Wednesday, June 04, 2008

Facebook Wiretap puzzle - Heuristic Solution

The original problem description is available here at Facebook website (Illegal Wiretaps).

Since the puzzle is basically related to finding the minimal cost of analyzing all the names, we need to figure out the cost of assigning each name to the different programmers. The cost associated with each (name, programmer) pair is quite straightforward given all the weird behaviors described for each programmer :-)

Let's use matrix c[n, n] (bad feeling here because we are looking at n^2 at least here) to store the cost values where n is the number of names and m is the number of programmers. c[i, j] represents the cost for assigning name[i] to programmer j.

For i = 1 to n {
parse name[i] to get length[i], vowel[i], consonant[i];
for j = 1 to n {
c[i, j] = length[i];
if(j%2 == 0) c[i, j] += vowel[i]*1.5;
else c[i,j] += consonant[i];

//Need to find the greatest common divider
gcd = GCD(length[i], j);

//find the prime factors of the gcd
k = factor(gcd);

c[i,j] += k*2;
}
}

Now that we have the cost matrix, the problem basically becomes how to pick n values from this matrix so that the sum of these n values is minimized. In addition, these n values cannot share the same row or column numbers with each other. The solution to this part might be obvious to anyone with CS background, but it took me some time to associate this problem with an interesting problem (mincost maxflow) in graph theory: If we view the 26 names as 26 nodes on the left side and the 26 programmers as 26 nodes on the right side, then each left node has a full mesh connection to the 26 right nodes forming a bipartite graph; we can view each connection from left to right as having capacity 1, but the cost is equal to c[i, j]. In addition, if we connect a virtual source node to the 26 left nodes and a virtual sink node to the 26 right nodes, assuming the virtual connection each have capacity 1 and the same cost (e.g. 1), then the problem now becomes how to find the max flow from the source node to the sink node with lowest cost.

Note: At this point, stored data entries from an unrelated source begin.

use std::collections::BTreeMap;
use std::sync::Arc;

use bitcoin::{OutPoint, Script};
use core::fmt;
use once_cell::sync::Lazy;

use hue_marshal::{
    Deserializer, HashCache, Hashable, HmacKey, MarshalError, MarshalResult, Memoizable,
    ObjectHash, Serializable, Serializer,
};
use hue_merbinner::MerbinnerTree;

use crate::{DefinitionError, GenesisPoint, Network};

/// Version of the color definition encoding.
pub const DEFINITION_VERSION: u64 = 1;

/// Length of the steganographic key.
pub const STEGO_KEY_SIZE: usize = 16;

pub const NAME_KEY: &str = "name";
pub const NETWORK_KEY: &str = "network";

const BITCOIN_NAME: &str = "Bitcoin";
const UNKNOWN_NAME: &str = "Unknown";

pub type GenesisTree = MerbinnerTree<GenesisPoint, u64>;

static BITCOIN_DEFINITIONS: Lazy<[Arc<ColorDefinition>; 4]> = Lazy::new(|| {
    Network::ALL.map(|network| Arc::new(ColorDefinition::reserved(BITCOIN_NAME, network)))
});

static UNKNOWN_DEFINITIONS: Lazy<[Arc<ColorDefinition>; 4]> = Lazy::new(|| {
    Network::ALL.map(|network| Arc::new(ColorDefinition::reserved(UNKNOWN_NAME, network)))
});

/// Immutable commitment to a color: where it may be created and what it is.
///
/// The identity of a definition is its content hash, so two definitions are
/// equal if and only if they have the same committed content.
#[derive(Clone)]
pub struct ColorDefinition {
    version: u64,
    /// Outpoint genesis points with the quantity each of them creates.
    outpoint_genesis: GenesisTree,
    /// Script genesis points with their unit.
    script_genesis: GenesisTree,
    metadata: BTreeMap<String, String>,
    /// Block height before which none of the genesis points were created.
    block_height: u64,
    stego_key: [u8; STEGO_KEY_SIZE],
    hash: HashCache,
}

impl ColorDefinition {
    /// Create definition, checking that every genesis point is in its tree.
    pub fn new(
        outpoint_genesis: GenesisTree,
        script_genesis: GenesisTree,
        metadata: BTreeMap<String, String>,
        block_height: u64,
        stego_key: [u8; STEGO_KEY_SIZE],
    ) -> Result<Self, DefinitionError> {
        if let Some(point) = outpoint_genesis.keys().find(|point| !point.is_outpoint()) {
            return Err(DefinitionError::MisplacedGenesisPoint(point.clone()));
        }

        if let Some(point) = script_genesis.keys().find(|point| !point.is_script()) {
            return Err(DefinitionError::MisplacedGenesisPoint(point.clone()));
        }

        Ok(Self {
            version: DEFINITION_VERSION,
            outpoint_genesis,
            script_genesis,
            metadata,
            block_height,
            stego_key,
            hash: HashCache::new(),
        })
    }

    pub fn builder() -> ColorDefinitionBuilder {
        ColorDefinitionBuilder::default()
    }

    /// Definition of untagged native value on `network`.
    pub fn bitcoin(network: Network) -> Arc<ColorDefinition> {
        BITCOIN_DEFINITIONS[network.index()].clone()
    }

    /// Bucket for color that was observed but couldn't be identified.
    pub fn unknown(network: Network) -> Arc<ColorDefinition> {
        UNKNOWN_DEFINITIONS[network.index()].clone()
    }

    fn reserved(name: &str, network: Network) -> Self {
        let metadata = BTreeMap::from([
            (NAME_KEY.to_string(), name.to_string()),
            (NETWORK_KEY.to_string(), network.to_string()),
        ]);

        Self {
            version: DEFINITION_VERSION,
            outpoint_genesis: GenesisTree::new(),
            script_genesis: GenesisTree::new(),
            metadata,
            block_height: 0,
            stego_key: [0u8; STEGO_KEY_SIZE],
            hash: HashCache::new(),
        }
    }

    fn reserved_network(&self) -> Option<Network> {
        self.metadata.get(NETWORK_KEY)?.parse().ok()
    }

    pub fn is_bitcoin(&self) -> bool {
        self.reserved_network()
            .map_or(false, |network| self == &*Self::bitcoin(network))
    }

    pub fn is_unknown(&self) -> bool {
        self.reserved_network()
            .map_or(false, |network| self == &*Self::unknown(network))
    }

    /// Either of the reserved definitions. Reserved definitions have no
    /// genesis points and are never tracked.
    pub fn is_reserved(&self) -> bool {
        self.is_bitcoin() || self.is_unknown()
    }

    pub fn version(&self) -> u64 {
        self.version
    }

    pub fn name(&self) -> Option<&str> {
        self.metadata.get(NAME_KEY).map(String::as_str)
    }

    pub fn metadata(&self) -> &BTreeMap<String, String> {
        &self.metadata
    }

    pub fn block_height(&self) -> u64 {
        self.block_height
    }

    pub fn stego_key(&self) -> &[u8; STEGO_KEY_SIZE] {
        &self.stego_key
    }

    pub fn outpoint_genesis(&self) -> &GenesisTree {
        &self.outpoint_genesis
    }

    pub fn script_genesis(&self) -> &GenesisTree {
        &self.script_genesis
    }

    /// Sum of quantities of the outpoint genesis points.
    pub fn total_genesis_quantity(&self) -> u64 {
        self.outpoint_genesis.sum()
    }

    pub fn contains(&self, point: &GenesisPoint) -> bool {
        match point {
            GenesisPoint::TxOutPoint(_) => self.outpoint_genesis.contains(point),
            GenesisPoint::ScriptPubkey(_) => self.script_genesis.contains(point),
        }
    }

    /// Declared quantity of an outpoint genesis point, or unit of a script
    /// genesis point.
    pub fn genesis_quantity(&self, point: &GenesisPoint) -> Option<u64> {
        match point {
            GenesisPoint::TxOutPoint(_) => self.outpoint_genesis.get(point).copied(),
            GenesisPoint::ScriptPubkey(_) => self.script_genesis.get(point).copied(),
        }
    }

    /// All genesis points, outpoints first.
    pub fn genesis_points(&self) -> impl Iterator<Item = &GenesisPoint> {
        self.outpoint_genesis.keys().chain(self.script_genesis.keys())
    }

    /// Whether an output created at `outpoint` paying to `script` creates
    /// color of this definition.
    pub fn is_genesis_output(&self, outpoint: &OutPoint, script: &Script) -> bool {
        self.contains(&GenesisPoint::TxOutPoint(*outpoint))
            || self.contains(&GenesisPoint::ScriptPubkey(script.clone()))
    }
}

impl PartialEq for ColorDefinition {
    fn eq(&self, other: &Self) -> bool {
        self.hash() == other.hash()
    }
}

impl Eq for ColorDefinition {}

impl fmt::Debug for ColorDefinition {
    fn fmt(&self, f: &mut fmt::Formatter<'_>) -> fmt::Result {
        f.debug_struct("ColorDefinition")
            .field("hash", &self.hash())
            .field("name", &self.name())
            .field("outpoint_genesis", &self.outpoint_genesis.len())
            .field("script_genesis", &self.script_genesis.len())
            .field("block_height", &self.block_height)
            .finish()
    }
}

impl fmt::Display for ColorDefinition {
    fn fmt(&self, f: &mut fmt::Formatter<'_>) -> fmt::Result {
        match self.name() {
            Some(name) => write!(f, "{} ({})", name, self.hash()),
            None => write!(f, "{}", self.hash()),
        }
    }
}

impl Serializable for ColorDefinition {
    fn serialize(&self, serializer: &mut Serializer) {
        serializer.write_var_int(self.version);
        serializer.write_hashable(&self.outpoint_genesis);
        serializer.write_hashable(&self.script_genesis);
        serializer.write(&self.metadata);
        serializer.write_var_int(self.block_height);
        serializer.write_fixed_bytes(&self.stego_key);
    }

    fn deserialize(deserializer: &mut Deserializer<'_>) -> MarshalResult<Self> {
        let version = deserializer.read_var_int()?;
        if version != DEFINITION_VERSION {
            return Err(MarshalError::InvalidEncoding("unsupported definition version"));
        }

        let outpoint_genesis = deserializer.read()?;
        let script_genesis = deserializer.read()?;
        let metadata = deserializer.read()?;
        let block_height = deserializer.read_var_int()?;
        let stego_key = deserializer.read_array::<STEGO_KEY_SIZE>()?;

        Self::new(
            outpoint_genesis,
            script_genesis,
            metadata,
            block_height,
            stego_key,
        )
        .map_err(|_| MarshalError::InvalidEncoding("genesis point in a wrong tree"))
    }
}

impl Hashable for ColorDefinition {
    const HMAC_KEY: HmacKey = *b"hue/definition\0\0";

    fn hash(&self) -> ObjectHash {
        self.hash.get_or_compute(|| self.compute_hash())
    }
}

impl Memoizable for ColorDefinition {
    fn memo_key(&self) -> [u8; 32] {
        self.hash().to_byte_array()
    }
}

/// Collects genesis points and metadata of a new [`ColorDefinition`].
#[derive(Debug, Default)]
pub struct ColorDefinitionBuilder {
    outpoints: Vec<(GenesisPoint, u64)>,
    scripts: Vec<(GenesisPoint, u64)>,
    metadata: BTreeMap<String, String>,
    block_height: u64,
    stego_key: [u8; STEGO_KEY_SIZE],
}

impl ColorDefinitionBuilder {
    pub fn outpoint_genesis(mut self, outpoint: OutPoint, quantity: u64) -> Self {
        self.outpoints.push((outpoint.into(), quantity));
        self
    }

    pub fn script_genesis(mut self, script: Script, unit: u64) -> Self {
        self.scripts.push((script.into(), unit));
        self
    }

    pub fn name(self, name: impl Into<String>) -> Self {
        self.metadata(NAME_KEY, name)
    }

    pub fn metadata(mut self, key: impl Into<String>, value: impl Into<String>) -> Self {
        self.metadata.insert(key.into(), value.into());
        self
    }

    pub fn block_height(mut self, block_height: u64) -> Self {
        self.block_height = block_height;
        self
    }

    pub fn stego_key(mut self, stego_key: [u8; STEGO_KEY_SIZE]) -> Self {
        self.stego_key = stego_key;
        self
    }

    pub fn build(self) -> Result<ColorDefinition, DefinitionError> {
        ColorDefinition::new(
            GenesisTree::from_nodes(self.outpoints)?,
            GenesisTree::from_nodes(self.scripts)?,
            self.metadata,
            self.block_height,
            self.stego_key,
        )
    }
}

The max flow in this case is always 26, but the minimal cost and mapping structure is what we want to find here.

More details will come ...

Other stuff related to the above solution:
1. Find the GCD of two numbers (Facebook programmers really like GCD as it is used also in the Korn shell puzzle):

GCD(i, j)
{
if (j==0) return i;
return gcd(j, i%j);
}

2. Find the prime factorization of a number. This is supposed to be a difficult problem as many of the crypto algorithms rely on the fact that it is hard to factor numbers. But luckily we are dealing with small numbers here (first of all, only 26 characters used; second of all, hope any reasonal people will not give their child a long name that takes hours or more to write :-)), so the follow simple algorithm should do:

factor(n)
{
k = 0; factor = 2;

while(n > factor) {
if (n%factor == 0) {
n = n/factor;
k++;
} else { factor++;
}
}

return k;
}

The return value k is the number of primes that n can be factored into.

Monday, June 02, 2008

Facebook Korn Shell Puzzle - heuristic solution

The original problem description is available here at Facebook website (Korn Shell).

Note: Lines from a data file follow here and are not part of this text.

//! JSON interchange format of color definitions.
//!
//! A document holds human readable fields (`name`, `issuer`, `unit`, `url`
//! and so on) next to the mandatory `definition` field: hex of the raw mode
//! encoding. The binary form is authoritative, the other fields are a
//! convenience.

use std::collections::BTreeMap;

use hue_marshal::Serializable;

use crate::definition::NAME_KEY;
use crate::{ColorDefinition, DefinitionError};

#[derive(Debug, Clone, PartialEq, Eq, serde::Serialize, serde::Deserialize)]
pub struct DefinitionDocument {
    /// Hex encoded raw mode serialization of the definition.
    pub definition: String,

    #[serde(flatten)]
    pub fields: BTreeMap<String, String>,
}

impl DefinitionDocument {
    /// Wrap the definition, copying its committed metadata into the
    /// document fields.
    pub fn from_definition(definition: &ColorDefinition) -> Self {
        Self {
            definition: hex::encode(definition.to_raw_bytes()),
            fields: definition.metadata().clone(),
        }
    }

    pub fn from_json(json: &str) -> Result<Self, DefinitionError> {
        Ok(serde_json::from_str(json)?)
    }

    pub fn to_json(&self) -> Result<String, DefinitionError> {
        Ok(serde_json::to_string_pretty(self)?)
    }

    /// Decode the embedded definition.
    ///
    /// A `name` field must agree with the committed name, if the definition
    /// commits to one.
    pub fn decode(&self) -> Result<ColorDefinition, DefinitionError> {
        let bytes = hex::decode(&self.definition)?;
        let definition = ColorDefinition::from_raw_bytes(&bytes)?;

        if let (Some(document), Some(committed)) = (self.fields.get(NAME_KEY), definition.name()) {
            if document != committed {
                return Err(DefinitionError::NameMismatch {
                    document: document.clone(),
                    committed: committed.to_string(),
                });
            }
        }

        Ok(definition)
    }
}

impl ColorDefinition {
    /// Parse definition from its JSON document.
    pub fn from_json(json: &str) -> Result<Self, DefinitionError> {
        DefinitionDocument::from_json(json)?.decode()
    }

    pub fn to_json(&self) -> Result<String, DefinitionError> {
        DefinitionDocument::from_definition(self).to_json()
    }
}
use std::collections::{BTreeMap, HashSet};
use std::sync::Arc;

use bitcoin::{OutPoint, Transaction, Txid};

use hue_marshal::{
    Deserializer, Hashable, HmacKey, MarshalError, MarshalResult, ObjectHash, Serializable,
    Serializer,
};
use hue_types::{apply_kernel, unpad, ColorDefinition};

use crate::{ColorProof, TrackError, WalletOracle};

const STATE_HMAC_KEY: HmacKey = *b"hue/track/state\0";

/// Change of one output made by an applied transaction.
#[derive(Debug, Clone, PartialEq, Eq)]
struct CreatedOutput {
    outpoint: OutPoint,
    quantity: u64,
}

/// Colored output spent by an applied transaction.
#[derive(Debug, Clone, PartialEq, Eq)]
struct SpentOutput {
    outpoint: OutPoint,
    quantity: u64,
}

/// Applied transaction with everything needed to revert it.
#[derive(Debug, Clone)]
struct AppliedTransaction {
    tx: Arc<Transaction>,
    created: Vec<CreatedOutput>,
    spent: Vec<SpentOutput>,
}

/// Ledger of outputs carrying the color of one definition.
///
/// Mutated only by [`ColorTrack::add`] and the undo operations; undo is
/// strictly LIFO, so the track always equals a replay of its history.
#[derive(Debug, Clone)]
pub struct ColorTrack {
    definition: Arc<ColorDefinition>,
    /// Every colored output ever seen.
    outputs: BTreeMap<OutPoint, u64>,
    /// Colored outputs not spent by the history.
    unspent_outputs: BTreeMap<OutPoint, u64>,
    /// History in application order.
    history: Vec<AppliedTransaction>,
    applied: HashSet<Txid>,
}

impl ColorTrack {
    pub fn new(definition: Arc<ColorDefinition>) -> Self {
        Self {
            definition,
            outputs: BTreeMap::new(),
            unspent_outputs: BTreeMap::new(),
            history: Vec::new(),
            applied: HashSet::new(),
        }
    }

    pub fn definition(&self) -> &Arc<ColorDefinition> {
        &self.definition
    }

    pub fn definition_hash(&self) -> ObjectHash {
        self.definition.hash()
    }

    /// Apply transaction to the track.
    pub fn add(&mut self, tx: Arc<Transaction>) -> Result<(), TrackError> {
        let txid = tx.txid();

        if self.applied.contains(&txid) {
            tracing::error!(
                txid = %txid,
                definition = %self.definition_hash(),
                "Transaction is already in the track"
            );
            return Err(TrackError::DuplicateTransaction(txid));
        }

        let mut created_quantities: BTreeMap<u32, u64> = BTreeMap::new();

        for (vout, output) in tx.output.iter().enumerate() {
            let outpoint = OutPoint::new(txid, vout as u32);

            if self
                .definition
                .is_genesis_output(&outpoint, &output.script_pubkey)
            {
                created_quantities.insert(vout as u32, unpad(output.value));
            }
        }

        let color_ins = tx
            .input
            .iter()
            .map(|input| self.unspent_outputs.get(&input.previous_output).copied())
            .collect::<Vec<_>>();

        let color_outs = apply_kernel(&tx, &color_ins);

        for (vout, quantity) in color_outs.into_iter().enumerate() {
            if let Some(quantity) = quantity {
                *created_quantities.entry(vout as u32).or_insert(0) += quantity;
            }
        }

        let created = created_quantities
            .into_iter()
            .map(|(vout, quantity)| CreatedOutput {
                outpoint: OutPoint::new(txid, vout),
                quantity,
            })
            .collect::<Vec<_>>();

        for output in &created {
            self.outputs.insert(output.outpoint, output.quantity);
            self.unspent_outputs.insert(output.outpoint, output.quantity);
        }

        let mut spent = Vec::new();
        for input in &tx.input {
            if let Some(quantity) = self.unspent_outputs.remove(&input.previous_output) {
                spent.push(SpentOutput {
                    outpoint: input.previous_output,
                    quantity,
                });
            }
        }

        tracing::debug!(
            txid = %txid,
            definition = %self.definition_hash(),
            created = created.len(),
            spent = spent.len(),
            "Applied transaction to color track"
        );

        self.applied.insert(txid);
        self.history.push(AppliedTransaction { tx, created, spent });

        Ok(())
    }

    /// Revert the most recently applied transaction.
    pub fn undo_last(&mut self) -> Result<Arc<Transaction>, TrackError> {
        let Some(applied) = self.history.pop() else {
            tracing::error!(
                definition = %self.definition_hash(),
                "Undo requested with empty history"
            );
            return Err(TrackError::EmptyHistory);
        };

        for spent in &applied.spent {
            self.unspent_outputs.insert(spent.outpoint, spent.quantity);
        }

        // An outpoint is created by exactly one transaction, so it was absent
        // before this one.
        for created in &applied.created {
            self.outputs.remove(&created.outpoint);
            self.unspent_outputs.remove(&created.outpoint);
        }

        let txid = applied.tx.txid();
        self.applied.remove(&txid);

        tracing::debug!(
            txid = %txid,
            definition = %self.definition_hash(),
            "Undone transaction from color track"
        );

        Ok(applied.tx)
    }

    /// Revert transactions back to and including `txid`, most recent first.
    /// Returns the reverted transactions in the order they were undone.
    pub fn undo(&mut self, txid: &Txid) -> Result<Vec<Arc<Transaction>>, TrackError> {
        if !self.applied.contains(txid) {
            tracing::error!(
                txid = %txid,
                definition = %self.definition_hash(),
                "Undo of unknown transaction"
            );
            return Err(TrackError::UnknownTransaction(*txid));
        }

        let mut undone = Vec::new();

        loop {
            let tx = self.undo_last()?;
            let done = tx.txid() == *txid;
            undone.push(tx);

            if done {
                return Ok(undone);
            }
        }
    }

    /// Whether applying `tx` can change the track.
    pub fn is_transaction_relevant(&self, tx: &Transaction, wallet: &dyn WalletOracle) -> bool {
        if tx
            .input
            .iter()
            .any(|input| self.unspent_outputs.contains_key(&input.previous_output))
        {
            return true;
        }

        let txid = tx.txid();

        tx.output.iter().enumerate().any(|(vout, output)| {
            self.definition
                .is_genesis_output(&OutPoint::new(txid, vout as u32), &output.script_pubkey)
                || wallet.is_mine(output)
        })
    }

    /// Merge a network proof into the track. Returns the number of applied
    /// transactions.
    pub fn merge_proof(&mut self, proof: &ColorProof) -> Result<usize, TrackError> {
        let found = proof.definition().hash();
        if found != self.definition_hash() {
            return Err(TrackError::DefinitionMismatch {
                expected: self.definition_hash(),
                found,
            });
        }

        proof.verify()?;

        if self.quantity(&proof.outpoint()) == Some(proof.quantity()) {
            return Ok(0);
        }

        let txids = proof
            .transactions()
            .iter()
            .map(|tx| tx.txid())
            .collect::<HashSet<_>>();
        let applied = txids.iter().filter(|txid| !self.contains_tx(txid)).count();

        // Transactions already in the history may have been applied before
        // their inputs' colors were known. Rewind to the earliest of them,
        // replay the proof, then the rest of the rewound history.
        let first_known = self
            .history
            .iter()
            .map(|applied| applied.tx.txid())
            .find(|txid| txids.contains(txid));

        let rewound = match first_known {
            Some(txid) => self.undo(&txid)?,
            None => Vec::new(),
        };

        for tx in proof.transactions().iter().chain(rewound.iter().rev()) {
            if !self.contains_tx(&tx.txid()) {
                self.add(tx.clone())?;
            }
        }

        tracing::debug!(
            definition = %self.definition_hash(),
            outpoint = %proof.outpoint(),
            applied,
            "Merged color proof"
        );

        Ok(applied)
    }

    /// Quantity of any output that ever carried the color.
    pub fn quantity(&self, outpoint: &OutPoint) -> Option<u64> {
        self.outputs.get(outpoint).copied()
    }

    pub fn unspent_quantity(&self, outpoint: &OutPoint) -> Option<u64> {
        self.unspent_outputs.get(outpoint).copied()
    }

    pub fn outputs(&self) -> &BTreeMap<OutPoint, u64> {
        &self.outputs
    }

    pub fn unspent_outputs(&self) -> &BTreeMap<OutPoint, u64> {
        &self.unspent_outputs
    }

    pub fn unspent_total(&self) -> u64 {
        self.unspent_outputs
            .values()
            .fold(0u64, |total, quantity| total.saturating_add(*quantity))
    }

    pub fn contains_tx(&self, txid: &Txid) -> bool {
        self.applied.contains(txid)
    }

    /// Applied transactions in application order.
    pub fn transactions(&self) -> impl DoubleEndedIterator<Item = &Arc<Transaction>> {
        self.history.iter().map(|applied| &applied.tx)
    }

    pub fn history_len(&self) -> usize {
        self.history.len()
    }

    /// Bloom filter elements of the definition's genesis points.
    pub fn bloom_elements(&self) -> Vec<Vec<u8>> {
        self.definition
            .genesis_points()
            .map(|point| point.bloom_element())
            .collect()
    }

    /// Commitment to the definition, the output maps and the history, for
    /// checking that two replicas are in sync.
    pub fn state_hash(&self) -> ObjectHash {
        let mut serializer = Serializer::hashing();

        serializer.write_hashable(self.definition.as_ref());
        serializer.write(&self.outputs);
        serializer.write(&self.unspent_outputs);

        serializer.write_var_int(self.history.len() as u64);
        for applied in &self.history {
            serializer.write(&applied.tx.txid());
        }

        serializer.finalize_hmac(&STATE_HMAC_KEY)
    }
}

impl Serializable for CreatedOutput {
    fn serialize(&self, serializer: &mut Serializer) {
        serializer.write(&self.outpoint);
        serializer.write_var_int(self.quantity);
    }

    fn deserialize(deserializer: &mut Deserializer<'_>) -> MarshalResult<Self> {
        Ok(Self {
            outpoint: deserializer.read()?,
            quantity: deserializer.read_var_int()?,
        })
    }
}

impl Serializable for SpentOutput {
    fn serialize(&self, serializer: &mut Serializer) {
        serializer.write(&self.outpoint);
        serializer.write_var_int(self.quantity);
    }

    fn deserialize(deserializer: &mut Deserializer<'_>) -> MarshalResult<Self> {
        Ok(Self {
            outpoint: deserializer.read()?,
            quantity: deserializer.read_var_int()?,
        })
    }
}

impl Serializable for AppliedTransaction {
    fn serialize(&self, serializer: &mut Serializer) {
        serializer.write_memoized(&self.tx);
        serializer.write(&self.created);
        serializer.write(&self.spent);
    }

    fn deserialize(deserializer: &mut Deserializer<'_>) -> MarshalResult<Self> {
        Ok(Self {
            tx: deserializer.read_memoized()?,
            created: deserializer.read()?,
            spent: deserializer.read()?,
        })
    }
}

/// Persistent form of the track. Definition and transactions are memoized.
impl Serializable for ColorTrack {
    fn serialize(&self, serializer: &mut Serializer) {
        serializer.write_memoized(&self.definition);
        serializer.write(&self.outputs);
        serializer.write(&self.unspent_outputs);
        serializer.write(&self.history);
    }

    fn deserialize(deserializer: &mut Deserializer<'_>) -> MarshalResult<Self> {
        let definition = deserializer.read_memoized()?;
        let outputs = deserializer.read()?;
        let unspent_outputs = deserializer.read()?;
        let history: Vec<AppliedTransaction> = deserializer.read()?;

        let mut applied = HashSet::with_capacity(history.len());
        for entry in &history {
            if !applied.insert(entry.tx.txid()) {
                return Err(MarshalError::InvalidEncoding(
                    "repeated transaction in track history",
                ));
            }
        }

        Ok(Self {
            definition,
            outputs,
            unspent_outputs,
            history,
            applied,
        })
    }
}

The example itself gives a hint on how to start the thinking:
Mike Korn <-what you typed originally
Jodt Dabn
Kafh Flcn
Dlmw Mgzn
Fgjq Jixn
Mike Korn <-what appears eventually

For each character, there is group of characters related to it and they form a closed group {M, J, K, D, F}, {O, A, L, G, I}, {T, H, W, Q, E}, {B, C, Z, X, R}, {N}, the period of each group is 5, 5, 5, 5, and 1 respectively in this case, so the number required to get back to Mike Korn from initially typing this name would be least common multiplier of those period, which is 5 in this case.

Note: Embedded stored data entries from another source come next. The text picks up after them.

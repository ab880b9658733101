use bitcoin::hashes::hmac::{Hmac, HmacEngine};
use bitcoin::hashes::{sha256::Hash as Sha256Hash, Hash, HashEngine};
use core::fmt;
use core::ops::Deref;
use core::str::FromStr;
use once_cell::sync::OnceCell;

use crate::{Serializable, Serializer};

/// Length of the domain separation key of every [`Hashable`] kind.
pub const HMAC_KEY_SIZE: usize = 16;

/// Domain separation key for HMAC-SHA256 commitments.
pub type HmacKey = [u8; HMAC_KEY_SIZE];

/// Content hash of a [`Hashable`] object.
///
/// Defined as: `H = HMAC-SHA256(key, hash_mode(obj))`, where `key` is the
/// 16-byte key of the object kind and `hash_mode(obj)` is the hash-mode
/// serialization of the object.
#[derive(Clone, Copy, PartialEq, Eq, PartialOrd, Ord, Hash, serde::Serialize, serde::Deserialize)]
pub struct ObjectHash(pub Sha256Hash);

impl ObjectHash {
    pub const SIZE: usize = 32;

    /// Compute HMAC-SHA256 of `data` under `key`.
    pub fn hmac(key: &[u8], data: &[u8]) -> Self {
        let mut engine = HmacEngine::<Sha256Hash>::new(key);
        engine.input(data);

        let hmac = Hmac::<Sha256Hash>::from_engine(engine);

        Self(Sha256Hash::from_inner(hmac.into_inner()))
    }

    pub fn from_byte_array(bytes: [u8; Self::SIZE]) -> Self {
        Self(Sha256Hash::from_inner(bytes))
    }

    pub fn to_byte_array(&self) -> [u8; Self::SIZE] {
        self.0.into_inner()
    }

    /// Return bit at `index`, MSB-first within each byte.
    pub fn bit(&self, index: usize) -> bool {
        let bytes = self.0.as_inner();
        let byte = bytes[index / 8];

        (byte >> (7 - (index % 8))) & 1 == 1
    }
}

impl Deref for ObjectHash {
    type Target = Sha256Hash;

    fn deref(&self) -> &Self::Target {
        &self.0
    }
}

impl From<Sha256Hash> for ObjectHash {
    fn from(hash: Sha256Hash) -> Self {
        Self(hash)
    }
}

impl fmt::Display for ObjectHash {
    fn fmt(&self, f: &mut fmt::Formatter<'_>) -> fmt::Result {
        f.write_str(&hex::encode(self.0.as_inner()))
    }
}

impl fmt::Debug for ObjectHash {
    fn fmt(&self, f: &mut fmt::Formatter<'_>) -> fmt::Result {
        write!(f, "ObjectHash({})", self)
    }
}

impl FromStr for ObjectHash {
    type Err = hex::FromHexError;

    fn from_str(s: &str) -> Result<Self, Self::Err> {
        let mut bytes = [0u8; Self::SIZE];
        hex::decode_to_slice(s, &mut bytes)?;

        Ok(Self::from_byte_array(bytes))
    }
}

/// An immutable object with a structurally-recursive content hash.
///
/// Nested `Hashable`s are committed by their hash when the outer object is
/// serialized in hash mode, see [`Serializer::write_hashable`].
pub trait Hashable: Serializable {
    /// Domain separation key of this object kind.
    const HMAC_KEY: HmacKey;

    /// Return the cached content hash. Implementations keep a [`HashCache`]
    /// and call [`Hashable::compute_hash`] on first use.
    fn hash(&self) -> ObjectHash;

    fn compute_hash(&self) -> ObjectHash {
        let mut serializer = Serializer::hashing();
        self.serialize(&mut serializer);

        serializer.finalize_hmac(&Self::HMAC_KEY)
    }
}

/// Lazily computed hash of an immutable object.
///
/// The cache is transient state: it never takes part in equality checks.
#[derive(Clone, Default)]
pub struct HashCache(OnceCell<ObjectHash>);

impl HashCache {
    pub fn new() -> Self {
        Self(OnceCell::new())
    }

    pub fn get_or_compute(&self, compute: impl FnOnce() -> ObjectHash) -> ObjectHash {
        *self.0.get_or_init(compute)
    }
}

impl fmt::Debug for HashCache {
    fn fmt(&self, f: &mut fmt::Formatter<'_>) -> fmt::Result {
        match self.0.get() {
            Some(hash) => write!(f, "HashCache({})", hash),
            None => f.write_str("HashCache(<empty>)"),
        }
    }
}

impl PartialEq for HashCache {
    fn eq(&self, _other: &Self) -> bool {
        true
    }
}

impl Eq for HashCache {}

Now if we generalize this problem for any name, then the question can be viewed as follow:
For a name containing n distinct characters, how do you divide 26 characters into m (m <= n) groups so that the least common multiplier (LCM) of the cardinality of these m groups can be maximized. The valid value for n is between 1 and 26, but it is obvious that even if n=26, you may still want to divide the characters into fewer than 26 groups to achieve max value.

Let's focus on finding the max value if we divide the 26 characters into m different groups. Let's define f(n, m) as the max value for dividing n characters into m groups.

For m=1, it is easy, the max period is n if we view the n characters as a single group. f(n, 1) = n, n = 26 in the facebook puzzle.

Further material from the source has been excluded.